Cabbage (Winter)


Cabbage winter Brassica olearacea capitata                          Rotation group – Brassicas

Winter cabbages form an important part of the winter supply of fresh greens. They are hardy enough to take most of what the winter weather may throw at them. The Savoy cabbages are considered to be the hardiest of all of the winter cabbages and they are a good choice for growing on poor soils. Like most of the other winter vegetables the winter cabbages require a long growing season and have to be sown in the late spring and early summer.

Varieties to choose (sold by Kings): -


How to grow


All of the winter cabbages are grown from seed that is sown during May to June. The seed is sown in short drills during May/ June. The drills are made ½ /12mms deep leaving 9ins/20cms between rows and the rows need to be long enough to supply enough plants to meet your needs. The seedlings have to be thinned to 3ins/7.5 cms apart in the row removing any young plants with crooked stems because they will never make good cabbages. Water the young seedlings regularly never letting the soil dry out and add some liquid seaweed to the water to encourage healthy growth.

The seed can be sown in small pots or trays filled with fresh seed compost. They don’t require any artificial heat to germinate. When the seedlings are large enough to handle they can be pricked out into 3 ½ ins/9cms pots filled with fresh potting compost. Allow them to grow on until they have produced 3 pairs of leaves at which stage they are ready for transplanting into the open ground.

Growing on

When the young plants have produced 3pairs of leaves they are ready for transplanting to their final positions. Choose a cool spell of weather to carry out the operation and water along the rows of young plants the night before to lessen the transplant shock to the young plants. Take care to lift the plants to keep as much of the root-ball intact as possible. It may be easier to use a small spade or trowel to do this job.

Transplant the young cabbages 18ins/45cms apart in the row with 18ins/45cm between each row.  Firm the soil around each plant and water the plants well to settle them in. They may need some protection against strong sunshine or drying winds for the first couple of weeks after being transplanted.


Hoe the soil between the plants regularly to keep it weed free and to create dust mulch. Make sure that the soil around the roots never dries out and occasionally add liquid seaweed to the water especially in dry periods to keep the plants growing and healthy. As the season goes on draw soil up around the stalks of the plants to give them extra support.

How to Harvest

Harvest according to the season of use. When the hearts feel firm they are ready don’t leave them hanging around too long otherwise the heads will split open. This is why it is important to only grow enough to meet you requirements. The F1 Hybrids selections will all be ready to harvest at the same time but the older open pollinated cabbages will become ready over a couple of weeks. After you have cut the head off the stalk there is a chance that smaller clusters of loose leaf mini will regrow. These are perfectly usable but if by the end of winter they can be dug up and replanted in a group somewhere cool and shady to be used as required.

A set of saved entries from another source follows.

//! Graphics device abstraction
//!
//! The replay phase talks to the driver through [`RenderDevice`], a small
//! trait covering exactly what the sorted draw structure needs: toggle a
//! mode, realize an attribute, load a model-view matrix, issue a draw.
//! A [`GraphicsContext`] pairs one device with its capability table and the
//! context-local applied-state cache; one context exists per hardware
//! context, passed by reference through the draw path, and nothing about it
//! is process-global.

use std::sync::{Arc, Mutex};

use thiserror::Error;

use crate::foundation::math::Mat4;
use crate::graph::Drawable;
use crate::state::{AttributeKind, Mode, StateAttribute};

use super::applied::AppliedState;

/// Errors reported by a device
#[derive(Debug, Error)]
pub enum DeviceError {
    /// The device cannot realize the requested state
    #[error("unsupported by device: {0}")]
    Unsupported(String),

    /// A draw call failed at the driver level
    #[error("draw call failed: {0}")]
    DrawFailed(String),
}

/// The minimal driver surface replay emits into
pub trait RenderDevice: Send {
    /// Enable or disable a mode
    fn apply_mode(&mut self, mode: Mode, enabled: bool);

    /// Realize an attribute's parameters
    ///
    /// May fail with [`DeviceError::Unsupported`]; the caller degrades to
    /// skipping the attribute rather than aborting the frame.
    fn apply_attribute(&mut self, attribute: &StateAttribute) -> Result<(), DeviceError>;

    /// Load the model-view matrix for subsequent draws
    fn load_model_view(&mut self, matrix: &Mat4);

    /// Draw one drawable with the current state and matrix
    fn draw(&mut self, drawable: &Drawable) -> Result<(), DeviceError>;
}

/// What the attached device can realize
///
/// Checked before attribute application so unsupported state degrades to a
/// logged no-op instead of a device error mid-replay.
#[derive(Debug, Clone)]
pub struct CapabilityTable {
    /// Non-fill polygon modes are available
    pub polygon_modes: bool,
    /// Line widths other than 1.0 are available
    pub wide_lines: bool,
    /// Texture binding is available
    pub texturing: bool,
}

impl Default for CapabilityTable {
    fn default() -> Self {
        Self {
            polygon_modes: true,
            wide_lines: true,
            texturing: true,
        }
    }
}

impl CapabilityTable {
    /// Whether an attribute of this kind can be realized
    pub fn supports(&self, kind: AttributeKind) -> bool {
        match kind {
            AttributeKind::PolygonMode => self.polygon_modes,
            AttributeKind::LineWidth => self.wide_lines,
            AttributeKind::TextureBinding => self.texturing,
            _ => true,
        }
    }
}

/// One hardware context: device, capabilities, and applied-state cache
///
/// The cache assumes it is the only writer of the device's state, which
/// holds as long as each hardware context has exactly one `GraphicsContext`
/// and replay for it runs on one thread at a time. Multiple windows or GPUs
/// get independent contexts and independent replay passes.
pub struct GraphicsContext {
    pub(crate) capabilities: CapabilityTable,
    pub(crate) device: Box<dyn RenderDevice>,
    pub(crate) applied: AppliedState,
}

impl GraphicsContext {
    /// Wrap a device with default capabilities
    pub fn new(device: Box<dyn RenderDevice>) -> Self {
        Self::with_capabilities(device, CapabilityTable::default())
    }

    /// Wrap a device with an explicit capability table
    pub fn with_capabilities(device: Box<dyn RenderDevice>, capabilities: CapabilityTable) -> Self {
        Self {
            capabilities,
            device,
            applied: AppliedState::new(),
        }
    }

    /// The capability table
    pub fn capabilities(&self) -> &CapabilityTable {
        &self.capabilities
    }
}

/// One emitted driver command, for inspection in tests and headless runs
#[derive(Debug, Clone, PartialEq)]
pub enum DrawCommand {
    /// Mode toggled
    Mode(Mode, bool),
    /// Attribute realized
    Attribute(AttributeKind),
    /// Model-view matrix loaded
    ModelView,
    /// Drawable drawn, with its name if it had one
    Draw(Option<String>),
}

/// Command stream captured by a [`RecordingDevice`]
#[derive(Debug, Default)]
pub struct CommandLog {
    /// Every command in emission order
    pub commands: Vec<DrawCommand>,
}

impl CommandLog {
    /// Count of attribute applications
    pub fn attribute_applies(&self) -> usize {
        self.commands
            .iter()
            .filter(|c| matches!(c, DrawCommand::Attribute(_)))
            .count()
    }

    /// Count of mode toggles
    pub fn mode_applies(&self) -> usize {
        self.commands
            .iter()
            .filter(|c| matches!(c, DrawCommand::Mode(..)))
            .count()
    }

    /// Count of draw calls
    pub fn draws(&self) -> usize {
        self.commands
            .iter()
            .filter(|c| matches!(c, DrawCommand::Draw(_)))
            .count()
    }

    /// Commands strictly between draw call `i` and draw call `i + 1`
    pub fn between_draws(&self, i: usize) -> &[DrawCommand] {
        let draws: Vec<usize> = self
            .commands
            .iter()
            .enumerate()
            .filter(|(_, c)| matches!(c, DrawCommand::Draw(_)))
            .map(|(index, _)| index)
            .collect();
        match (draws.get(i), draws.get(i + 1)) {
            (Some(a), Some(b)) => &self.commands[a + 1..*b],
            _ => &[],
        }
    }
}

/// Device that records its command stream instead of driving hardware
///
/// The log is shared through an `Arc` so a test can keep reading it after
/// the device moves into a context on the draw thread.
pub struct RecordingDevice {
    log: Arc<Mutex<CommandLog>>,
    /// Drawable names whose draw call should fail, for error-path tests
    pub fail_draws_named: Vec<String>,
}

impl RecordingDevice {
    /// Create a device and the shared handle to its log
    pub fn new() -> (Self, Arc<Mutex<CommandLog>>) {
        let log = Arc::new(Mutex::new(CommandLog::default()));
        (
            Self {
                log: Arc::clone(&log),
                fail_draws_named: Vec::new(),
            },
            log,
        )
    }

    fn record(&self, command: DrawCommand) {
        if let Ok(mut log) = self.log.lock() {
            log.commands.push(command);
        }
    }
}

impl RenderDevice for RecordingDevice {
    fn apply_mode(&mut self, mode: Mode, enabled: bool) {
        self.record(DrawCommand::Mode(mode, enabled));
    }

    fn apply_attribute(&mut self, attribute: &StateAttribute) -> Result<(), DeviceError> {
        self.record(DrawCommand::Attribute(attribute.kind()));
        Ok(())
    }

    fn load_model_view(&mut self, _matrix: &Mat4) {
        self.record(DrawCommand::ModelView);
    }

    fn draw(&mut self, drawable: &Drawable) -> Result<(), DeviceError> {
        let name = drawable.name().map(str::to_owned);
        if let Some(n) = &name {
            if self.fail_draws_named.iter().any(|f| f == n) {
                return Err(DeviceError::DrawFailed(format!("injected failure for {n}")));
            }
        }
        self.record(DrawCommand::Draw(name));
        Ok(())
    }
}
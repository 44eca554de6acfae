//! Routing configuration
//!
//! Loaded from `$XDG_CONFIG_HOME/tasknag/config.json` (or equivalent);
//! every field has a design default so a missing file just means
//! defaults. Malformed timing values degrade at the point of use, they
//! never fail an intake.

use anyhow::{Context, Result};
use chrono::{Duration, NaiveTime, Weekday};
use serde::{Deserialize, Serialize};
use std::fs;
use std::path::PathBuf;
use tracing::warn;

use crate::routing::channel::ChannelKind;
use crate::routing::channels::{ChatGatewayConfig, CommandChannelConfig};
use crate::routing::priority::Priority;
use crate::routing::schedule;

pub const APP_DIR: &str = "tasknag";

/// Hours of dedup cooldown per tier
#[derive(Debug, Clone, Serialize, Deserialize)]
pub struct CooldownHours {
    pub immediate: i64,
    pub batched: i64,
    pub weekly: i64,
    pub silent: i64,
}

impl Default for CooldownHours {
    fn default() -> Self {
        Self {
            immediate: 4,
            batched: 8,
            weekly: 168,
            silent: 1,
        }
    }
}

/// Channel list per tier
#[derive(Debug, Clone, Serialize, Deserialize)]
pub struct ChannelRouting {
    pub immediate: Vec<ChannelKind>,
    pub batched: Vec<ChannelKind>,
    pub weekly: Vec<ChannelKind>,
    pub silent: Vec<ChannelKind>,
}

impl Default for ChannelRouting {
    fn default() -> Self {
        Self {
            immediate: vec![ChannelKind::PrimaryChat, ChannelKind::ShortMessage],
            batched: vec![ChannelKind::PrimaryChat],
            weekly: vec![ChannelKind::PrimaryChat],
            silent: vec![],
        }
    }
}

#[derive(Debug, Clone, Serialize, Deserialize)]
#[serde(default)]
pub struct RouterConfig {
    pub cooldown_hours: CooldownHours,
    /// Daily batch delivery slots, "HH:MM"
    pub batch_times: Vec<String>,
    /// Weekly slot: day name + "HH:MM"
    pub weekly_day: String,
    pub weekly_time: String,
    pub channels: ChannelRouting,
    /// Hard cap for the short-message channel
    pub sms_char_limit: usize,
    /// Data directory override (store, ledger, audit log)
    pub data_dir: Option<PathBuf>,
    /// Chat gateway credentials; None = channel unavailable
    pub chat_gateway: Option<ChatGatewayConfig>,
    /// External send command for the short-message channel
    pub sms_command: Option<CommandChannelConfig>,
}

impl Default for RouterConfig {
    fn default() -> Self {
        Self {
            cooldown_hours: CooldownHours::default(),
            batch_times: vec![
                "09:00".to_string(),
                "13:00".to_string(),
                "17:00".to_string(),
            ],
            weekly_day: "sun".to_string(),
            weekly_time: "20:00".to_string(),
            channels: ChannelRouting::default(),
            sms_char_limit: 160,
            data_dir: None,
            chat_gateway: None,
            sms_command: None,
        }
    }
}

impl RouterConfig {
    pub fn config_path() -> PathBuf {
        dirs::config_dir()
            .unwrap_or_else(|| PathBuf::from("."))
            .join(APP_DIR)
            .join("config.json")
    }

    /// Load from the config file; a missing file yields defaults
    pub fn load() -> Result<Self> {
        let path = Self::config_path();
        if !path.exists() {
            return Ok(Self::default());
        }
        let content = fs::read_to_string(&path)
            .with_context(|| format!("read config {}", path.display()))?;
        let config = serde_json::from_str(&content)
            .with_context(|| format!("parse config {}", path.display()))?;
        Ok(config)
    }

    pub fn save(&self) -> Result<()> {
        let path = Self::config_path();
        if let Some(parent) = path.parent() {
            fs::create_dir_all(parent)?;
        }
        fs::write(&path, serde_json::to_string_pretty(self)?)?;
        Ok(())
    }

    /// Cooldown window for a tier
    pub fn cooldown(&self, priority: Priority) -> Duration {
        let hours = match priority {
            Priority::Immediate => self.cooldown_hours.immediate,
            Priority::Batched => self.cooldown_hours.batched,
            Priority::Weekly => self.cooldown_hours.weekly,
            Priority::Silent => self.cooldown_hours.silent,
        };
        Duration::hours(hours.max(0))
    }

    /// Channels configured for a tier
    pub fn channels_for(&self, priority: Priority) -> &[ChannelKind] {
        match priority {
            Priority::Immediate => &self.channels.immediate,
            Priority::Batched => &self.channels.batched,
            Priority::Weekly => &self.channels.weekly,
            Priority::Silent => &self.channels.silent,
        }
    }

    /// Primary channel recorded on notifications of a tier
    pub fn primary_channel(&self, priority: Priority) -> ChannelKind {
        self.channels_for(priority)
            .first()
            .copied()
            .unwrap_or(ChannelKind::LogOnly)
    }

    /// Parsed batch slots; malformed entries dropped with a warning
    pub fn batch_slots(&self) -> Vec<NaiveTime> {
        schedule::parse_slots(&self.batch_times)
    }

    /// Weekly slot. Invalid config degrades to Sunday 20:00.
    pub fn weekly_slot(&self) -> (Weekday, NaiveTime) {
        let day = self.weekly_day.parse::<Weekday>().unwrap_or_else(|_| {
            warn!(day = %self.weekly_day, "Invalid weekly day, using Sunday");
            Weekday::Sun
        });
        let time = NaiveTime::parse_from_str(&self.weekly_time, "%H:%M").unwrap_or_else(|_| {
            warn!(time = %self.weekly_time, "Invalid weekly time, using 20:00");
            NaiveTime::from_hms_opt(20, 0, 0).expect("valid fallback time")
        });
        (day, time)
    }

    /// Where the store, ledger and audit log live
    pub fn data_dir(&self) -> PathBuf {
        self.data_dir.clone().unwrap_or_else(|| {
            dirs::data_dir()
                .unwrap_or_else(|| PathBuf::from("."))
                .join(APP_DIR)
        })
    }
}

Cabbage root fly is a problem early in the season. Use 6ins/15cm square collars placed around the neck of the plants to defeat the female fly’s eggs.

Cabbage white butterfly is also a major problem. It can be controlled by regularly inspecting the cabbages and crushing the clusters of yellow eggs between finger and thumb. It is possible to use small mesh netting but it can make working between the plants difficult. The best control for cabbage white butterflies is Bacillus thuringiensis which is available through companies that specialise in the biological control of pests.